Western Force an endangered species
NEWS: Concerning comments from RugbyWA Chairman John Edwards suggests that things are not all peachy in Western Australia.
After being unceremoniously dropped from Super Rugby at the end of 2017, it seemed like the Western Force were doomed to be retired – there was no competition for the team to take part in and little funding provided by the Australian Rugby Union to keep the team alive.
Fans were understandably furious. The Force were dropped at the expense of the Melbourne Rebels – a team with little history and inferior results to the Western Australian team.
It was only when Australian businessman and Force fan Andrew Forrest stepped in to fund a breakaway competition that life was breathed into the Force.
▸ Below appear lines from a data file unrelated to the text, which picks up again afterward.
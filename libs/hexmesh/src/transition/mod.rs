//! # Transition Cells
//!
//! Patterns that join a fine structured face to a face three times coarser
//! without hanging nodes, plus drivers that tile whole plates, lines and
//! corner regions with them and recurse on the coarse result.
//!
//! ## Windows
//!
//! Every cell works on a window of a [`NodeGrid`]: four slots along each
//! direction the cell spans, starting at an `origin` slot. Layer 0 of the
//! window holds the fine face; layer 3 holds the coarse face, of which only
//! the corner slots are ever filled. A cell reuses every slot that is
//! already filled and writes the nodes it creates back into empty slots,
//! so cells sharing one grid share their boundary nodes. Nodes that no
//! neighbour can see (the mid-layer nodes of the interior cell) are never
//! stored in the grid.
//!
//! Positions of new nodes are derived from nodes already in the window,
//! never from the grid axes, so windows may be arbitrarily placed and
//! oriented as long as the slot topology matches.
//!
//! ## Catalogue
//!
//! | Cell | Elements | Use |
//! |------|----------|-----|
//! | [`create_transition_cell`] | 22 hexes | interior of a plate |
//! | [`create_transition_cell_corner`] | 40 hexes | concave edge between two fine faces |
//! | [`create_transition_cell_corner_out`] | 11 hexes | convex edge of a fine surface |
//! | [`create_transition_cell_2d`] | 7 quads | interior of an axisymmetric line |
//! | [`create_transition_corner_2d`] | 8 quads | concave axisymmetric corner |
//! | [`create_transition_corner_out_2d`] | 3 quads | convex axisymmetric corner |

mod cell;
mod corner_out;
mod drivers;
mod edge;
mod planar;

pub use cell::create_transition_cell;
pub use corner_out::create_transition_cell_corner_out;
pub use drivers::{
    create_transition_corner, create_transition_corner_axi, create_transition_corner_out,
    create_transition_line_axi, create_transition_plate,
};
pub use edge::create_transition_cell_corner;
pub use planar::{
    create_transition_cell_2d, create_transition_corner_2d, create_transition_corner_out_2d,
    create_transition_slab, create_transition_slab_axi,
};

use config::constants::{fits_transition_order, TRANSITION_CELL_NODES, TRANSITION_RATIO};
use glam::DVec3;
use tracing::debug;

use crate::element::ElementType;
use crate::error::{MeshError, MeshResult};
use crate::grid::NodeGrid;
use crate::mesh::{Mesh, NodeGroup};
use crate::node::{Axis, ElementId, NodeId};
use crate::sets::SetNames;

/// Last local slot of a cell window along a direction it spans.
const REACH: usize = TRANSITION_CELL_NODES - 1;
/// Window reach of the hex cells.
pub(crate) const SOLID_WINDOW: [usize; 3] = [REACH; 3];
/// Window reach of the planar cells, one node deep along the third axis.
pub(crate) const PLANAR_WINDOW: [usize; 3] = [REACH, REACH, 0];

/// Checks that `count` nodes support `order` plate or line levels, i.e.
/// `count == 3^order * k + 1` with `k >= 1`.
///
/// ```rust
/// use hexmesh::check_transition_size;
/// assert!(check_transition_size(10, 2).is_ok());
/// assert!(check_transition_size(7, 2).is_err());
/// ```
pub fn check_transition_size(count: usize, order: u32) -> MeshResult<()> {
    if fits_transition_order(count, order) {
        Ok(())
    } else {
        Err(MeshError::TransitionSizing { count, order })
    }
}

/// True when `count` nodes split into whole cells for one level.
#[inline]
pub(crate) fn fits_level(count: usize) -> bool {
    fits_transition_order(count, 1)
}

/// Node count left along a level direction once one level has been
/// tiled and the first coarse layer is peeled off, as in the corner
/// drivers.
#[inline]
pub(crate) fn inner_count(count: usize) -> usize {
    (count - 1) / TRANSITION_RATIO
}

/// Checks the shrinking extents of a corner region for `order` levels.
pub(crate) fn check_corner_size(count: usize, order: u32) -> MeshResult<()> {
    let mut n = count;
    for _ in 0..order {
        if !fits_level(n) {
            return Err(MeshError::TransitionSizing { count, order });
        }
        n = inner_count(n);
    }
    Ok(())
}

/// Levels a driver runs for `order`: all of them when `sizing` passed,
/// none when it failed, or the failure itself under strict sizing.
pub(crate) fn planned_levels(
    mesh: &Mesh,
    driver: &str,
    order: u32,
    sizing: MeshResult<()>,
) -> MeshResult<u32> {
    match sizing {
        Ok(()) => Ok(order),
        Err(err) if mesh.config().strict_transition_sizing => Err(err),
        Err(err) => {
            debug!("{} transition skipped: {}", driver, err);
            Ok(0)
        }
    }
}

/// Builder over one window: maps local `[usize; 3]` slots to grid slots,
/// hands out shared or private nodes and collects the elements it emits.
pub(crate) struct Cell<'a> {
    mesh: &'a mut Mesh,
    grid: &'a mut NodeGrid,
    origin: [usize; 3],
    axes: [Axis; 3],
    sets: SetNames<'a>,
    element_type: ElementType,
    elements: Vec<ElementId>,
}

impl<'a> Cell<'a> {
    /// Opens a window whose local axis `n` runs along grid axis `axes[n]`
    /// and reaches local index `reach[n]`.
    pub(crate) fn open(
        mesh: &'a mut Mesh,
        grid: &'a mut NodeGrid,
        origin: [usize; 3],
        axes: [Axis; 3],
        reach: [usize; 3],
        sets: SetNames<'a>,
        element_type: ElementType,
    ) -> MeshResult<Self> {
        if axes[0] == axes[1] || axes[1] == axes[2] || axes[0] == axes[2] {
            return Err(MeshError::invalid_axis(format!(
                "window axes {}{}{} repeat",
                axes[0], axes[1], axes[2]
            )));
        }
        let cell = Self {
            mesh,
            grid,
            origin,
            axes,
            sets,
            element_type,
            elements: Vec::new(),
        };
        let far = cell.slot(reach);
        if !cell.grid.contains(far) {
            return Err(MeshError::invalid_dimensions(format!(
                "window at {origin:?} reaching {far:?} exceeds grid {:?}",
                cell.grid.dims()
            )));
        }
        Ok(cell)
    }

    #[inline]
    fn slot(&self, local: [usize; 3]) -> [usize; 3] {
        let mut idx = self.origin;
        for (n, axis) in self.axes.iter().enumerate() {
            idx[axis.index()] += local[n];
        }
        idx
    }

    /// Node that must already be in the window.
    pub(crate) fn existing(&self, local: [usize; 3]) -> MeshResult<NodeId> {
        let slot = self.slot(local);
        self.grid
            .get(slot)
            .ok_or_else(|| MeshError::incomplete(slot, format!("transition window slot {local:?}")))
    }

    /// Position of a node that must already be in the window.
    pub(crate) fn position(&self, local: [usize; 3]) -> MeshResult<DVec3> {
        self.mesh.position(self.existing(local)?)
    }

    /// Node at `local`, created at `position` when the slot is empty.
    pub(crate) fn node(&mut self, local: [usize; 3], position: DVec3) -> MeshResult<NodeId> {
        let slot = self.slot(local);
        if let Some(id) = self.grid.get(slot) {
            return Ok(id);
        }
        let id = self.mesh.create_node(position, self.sets.node_set, None)?;
        self.grid.set(slot, id);
        Ok(id)
    }

    /// Node that belongs to this cell alone and never enters the grid.
    pub(crate) fn private_node(&mut self, position: DVec3) -> MeshResult<NodeId> {
        self.mesh.create_node(position, self.sets.node_set, None)
    }

    /// One third of the offset from `from` to `to`.
    pub(crate) fn third_of(&self, from: DVec3, to: DVec3) -> MeshResult<DVec3> {
        let step = (to - from) / TRANSITION_RATIO as f64;
        if step.length() <= self.mesh.config().tolerance {
            return Err(MeshError::invalid_dimensions(format!(
                "transition window at {:?} has no thickness",
                self.origin
            )));
        }
        Ok(step)
    }

    pub(crate) fn element<G: NodeGroup + ?Sized>(&mut self, nodes: &G) -> MeshResult<()> {
        let id = self
            .mesh
            .create_element(nodes, self.element_type, self.sets.element_set, None)?;
        self.elements.push(id);
        Ok(())
    }

    pub(crate) fn finish(self) -> Vec<ElementId> {
        self.elements
    }
}

/// Fills a 4×4 table of nodes from `f(a, b)`.
pub(crate) fn try_square<F>(mut f: F) -> MeshResult<[[NodeId; 4]; 4]>
where
    F: FnMut(usize, usize) -> MeshResult<NodeId>,
{
    let mut out = [[NodeId(0); 4]; 4];
    for (a, row) in out.iter_mut().enumerate() {
        for (b, slot) in row.iter_mut().enumerate() {
            *slot = f(a, b)?;
        }
    }
    Ok(out)
}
What has eventuated is Global Rapid Rugby, a competition that is barely in its infantile stages but, from the way Edwards is talking, could be on the brink of collapsing.
The first game of this year’s showcase series saw the Western Force competing against a World XV coached by ex-Australia coach Robbie Deans. As with last year’s matches, the crowd was respectable. Almost 11,500 fans turned up to see the Force take the match 26-16, but the attendance figures dropped off considerably for the next match – against the South China Tigers – with fewer than 8,000 showing up in support.
The drop off should not be surprising. Whilst a World XV has a universal appeal, with numerous ex-international lacing up, the Tigers lacked any real star players – a fading Tom Varndell the only name of note.
Edwards, however, has indicated that fans will need to turn out in droves regularly if the Force is to have any chance of continuing to operate.
“I see worrying trends and history looming if WA’s rugby community does not fully embrace the Force. I implore you all to consider your own role in maintaining both the Western Force and the exceptional rugby pathways,” Edwards has said in response to the falling attendance figures.
“It’s no secret that (Forrest) has pumped significant funds into the re-creation of Western Force and Global Rapid Rugby.
“It should also be no secret that the Force must be able to stand on its own feet financially.
“This will be the expectation for all teams joining the tournament. It will not survive if you don’t play your part.”
The high attendance figures for the Force’s initial revival series last year should be expected – fans were excited to see there team back playing competitive rugby – but now that the newness has worn off, it also should be expected that attendances will drop back to what you see for Australia’s Super Rugby teams, especially when the Force is playing weaker opposition.
Still, with Forrest still trying to encourage foreign teams to join the competition, Edwards’ words won’t be taken fondly by many. Why join a competition that hinges on a team that is on the edge of extinction?
It seems like the Force is teetering on the precipice. If Western Australians want to have any hope of being represented in top-tier competitions in the future then they’ll have to speak with their feet and turn up for the remaining games in this year’s Global Rapid Rugby competition – Edwards has made that abundantly clear.